■ **Problem description**:
Report each line from the entries in which "Coord" can be found.
== Data provided ==
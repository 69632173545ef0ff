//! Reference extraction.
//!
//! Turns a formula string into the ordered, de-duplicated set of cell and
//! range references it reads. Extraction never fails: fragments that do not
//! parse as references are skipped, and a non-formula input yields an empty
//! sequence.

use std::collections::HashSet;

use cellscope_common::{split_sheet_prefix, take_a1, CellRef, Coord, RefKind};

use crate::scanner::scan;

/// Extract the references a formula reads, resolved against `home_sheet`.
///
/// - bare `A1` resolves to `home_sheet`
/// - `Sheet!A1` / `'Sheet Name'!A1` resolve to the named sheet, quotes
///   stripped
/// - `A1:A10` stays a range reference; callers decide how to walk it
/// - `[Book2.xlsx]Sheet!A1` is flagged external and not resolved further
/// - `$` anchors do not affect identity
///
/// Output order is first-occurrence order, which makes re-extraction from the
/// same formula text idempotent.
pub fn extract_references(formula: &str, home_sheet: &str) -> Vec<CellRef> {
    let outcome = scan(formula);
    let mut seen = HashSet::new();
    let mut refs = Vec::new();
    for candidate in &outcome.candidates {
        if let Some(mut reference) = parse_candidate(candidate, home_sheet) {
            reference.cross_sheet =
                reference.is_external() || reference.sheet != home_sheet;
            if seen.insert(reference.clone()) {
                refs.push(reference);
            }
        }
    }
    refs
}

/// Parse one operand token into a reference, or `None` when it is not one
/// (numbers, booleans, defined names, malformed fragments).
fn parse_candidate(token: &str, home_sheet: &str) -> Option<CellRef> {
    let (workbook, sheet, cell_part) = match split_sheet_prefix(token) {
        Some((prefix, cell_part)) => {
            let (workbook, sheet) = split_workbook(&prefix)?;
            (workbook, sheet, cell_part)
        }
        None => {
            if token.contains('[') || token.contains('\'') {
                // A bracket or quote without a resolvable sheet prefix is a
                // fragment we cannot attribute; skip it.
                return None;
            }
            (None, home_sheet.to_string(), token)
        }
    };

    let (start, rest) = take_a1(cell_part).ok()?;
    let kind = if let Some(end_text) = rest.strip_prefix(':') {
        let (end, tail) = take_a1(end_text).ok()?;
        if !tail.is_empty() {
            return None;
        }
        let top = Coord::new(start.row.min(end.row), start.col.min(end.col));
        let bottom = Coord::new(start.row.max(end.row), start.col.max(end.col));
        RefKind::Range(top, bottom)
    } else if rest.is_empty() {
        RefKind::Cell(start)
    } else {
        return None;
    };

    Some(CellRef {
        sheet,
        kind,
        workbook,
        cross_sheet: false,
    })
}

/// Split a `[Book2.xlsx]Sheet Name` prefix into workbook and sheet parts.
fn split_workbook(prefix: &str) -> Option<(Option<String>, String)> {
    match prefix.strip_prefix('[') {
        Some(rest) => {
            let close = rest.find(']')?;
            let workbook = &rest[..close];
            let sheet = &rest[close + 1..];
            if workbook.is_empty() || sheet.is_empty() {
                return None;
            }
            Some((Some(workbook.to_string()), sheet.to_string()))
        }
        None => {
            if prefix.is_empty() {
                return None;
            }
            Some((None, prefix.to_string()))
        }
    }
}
===
■ **Written response**:
use cellscope_common::{split_sheet_prefix, take_a1, CellRef, Coord, RefKind};
        let top = Coord::new(start.row.min(end.row), start.col.min(end.col));
        let bottom = Coord::new(start.row.max(end.row), start.col.max(end.col));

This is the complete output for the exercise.